Kris Marshall & Ardal O’Hanlon
12/ Which Ian McEwan novel won the Booker prize in 1998?
Amsterdam
13/ What is the name of the “supergroup” comprising Eric Clapton, Ginger Baker, Steve Winwood and Ric Grech?
Blind Faith
14/ Ordered by King AEthelred (Ethelred the Unready) in 1002, the massacre of Danes living in England is known by the name of which Saint, upon whose feast day – 13th November – it occurred?
Saint Brice
15/ Formed in 2005 and disbanding in 2015, Robert Kilroy Silk was the founder of which political party?
Veritas
16/ Between 1884 and 1916, modern day Cameroon was colonised by which European nation?
Germany
17/ Operating from the mid 1940s to the mid 1970s, the Seven Sisters was a cartel formed by producers of what?
Oil
18/ The Americans usually call it Cilantro, what is this herb more commonly called in the UK?
Coriander
19/ A famous painting by Emmanuel Leutze shows Washington crossing which River that shares a name with a state of the USA?
The Delaware
20/ Who was shot by Mehmet Ali Agca on May 13th 1981?
Pope John Paul II
21/ The 12th Century chronicle, Historia Anglorum is credited to Henry of which English town in the diocese of Ely?
Huntingdon .
22 /Tom Bailey, Alannah Currey and Joe Leeway were the members of which successful 80s pop group?
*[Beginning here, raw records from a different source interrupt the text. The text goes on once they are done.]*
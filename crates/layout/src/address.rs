use shared::error::LayoutError;

/// One segment of a slash-delimited address pattern. A `*` segment
/// matches any single inbound segment.
#[derive(Debug, Clone, PartialEq, Eq)]
pub enum Segment {
    Literal(String),
    Wildcard,
}

/// A widget address, compiled into segments once at load time so routing
/// never re-parses pattern strings per message.
#[derive(Debug, Clone, PartialEq, Eq)]
pub struct AddressPattern {
    raw: String,
    segments: Vec<Segment>,
}

fn split_address(address: &str) -> Option<Vec<&str>> {
    let rest = address.strip_prefix('/')?;
    if rest.is_empty() {
        return None;
    }
    let parts: Vec<&str> = rest.split('/').collect();
    if parts.iter().any(|part| part.is_empty()) {
        return None;
    }
    Some(parts)
}

impl AddressPattern {
    pub fn compile(widget: &str, raw: &str) -> Result<Self, LayoutError> {
        let parts = split_address(raw).ok_or_else(|| LayoutError::BadAddress {
            widget: widget.to_string(),
            address: raw.to_string(),
        })?;
        let segments = parts
            .into_iter()
            .map(|part| {
                if part == "*" {
                    Segment::Wildcard
                } else {
                    Segment::Literal(part.to_string())
                }
            })
            .collect();
        Ok(Self {
            raw: raw.to_string(),
            segments,
        })
    }

    pub fn raw(&self) -> &str {
        &self.raw
    }

    /// True when the pattern contains no wildcard segment.
    pub fn is_literal(&self) -> bool {
        self.segments
            .iter()
            .all(|segment| matches!(segment, Segment::Literal(_)))
    }

    fn match_parts<'a>(&self, parts: &[&'a str]) -> Option<Option<&'a str>> {
        if parts.len() != self.segments.len() {
            return None;
        }
        let mut captured = None;
        for (segment, part) in self.segments.iter().zip(parts) {
            match segment {
                Segment::Literal(text) if text == part => {}
                Segment::Literal(_) => return None,
                Segment::Wildcard => captured = Some(*part),
            }
        }
        Some(captured)
    }

    pub fn matches(&self, address: &str) -> bool {
        self.match_capture(address).is_some()
    }

    /// `None` on no match; `Some(None)` on a literal match; `Some(tok)`
    /// when a wildcard segment captured `tok`.
    pub fn match_capture<'a>(&self, address: &'a str) -> Option<Option<&'a str>> {
        let parts = split_address(address)?;
        self.match_parts(&parts)
    }

    /// Matches the pattern followed by exactly one extra trailing
    /// segment, returning that segment. Used for split matrix widgets
    /// whose cells live at `<address>/<index>`.
    pub fn match_cell_suffix<'a>(&self, address: &'a str) -> Option<&'a str> {
        let parts = split_address(address)?;
        if parts.len() != self.segments.len() + 1 {
            return None;
        }
        let (suffix, base) = parts.split_last()?;
        self.match_parts(base)?;
        Some(suffix)
    }

    /// Builds a concrete address: a wildcard segment is substituted with
    /// `token`; with no wildcard and a token present, the token is
    /// appended as an extra segment (split-cell addressing).
    pub fn expand(&self, token: Option<&str>) -> String {
        let mut out = String::new();
        let mut substituted = false;
        for segment in &self.segments {
            out.push('/');
            match segment {
                Segment::Literal(text) => out.push_str(text),
                Segment::Wildcard => match token {
                    Some(token) => {
                        out.push_str(token);
                        substituted = true;
                    }
                    None => out.push('*'),
                },
            }
        }
        if let (Some(token), false) = (token, substituted) {
            out.push('/');
            out.push_str(token);
        }
        out
    }
}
Their 5 top ten hits in the UK Singles charts came between 1982 and 1984.
Thompson Twins
23/ One of only two individuals to have won both an Oscar and a Nobel Prize, which Irish playwright won the Nobel Prize for Literature in 1925 and won the 1939 Academy Award for Best Screenplay?
George Bernard Shaw
24/ What is the profession of the titular character in the Verdi opera Rigoletto?
Jester
25/ Who was the shortest US President in stature at 5 foot 4? The fourth President of the USA, he won re-election in 1812 by defeating the 6 foot 3 DeWitt Clinton.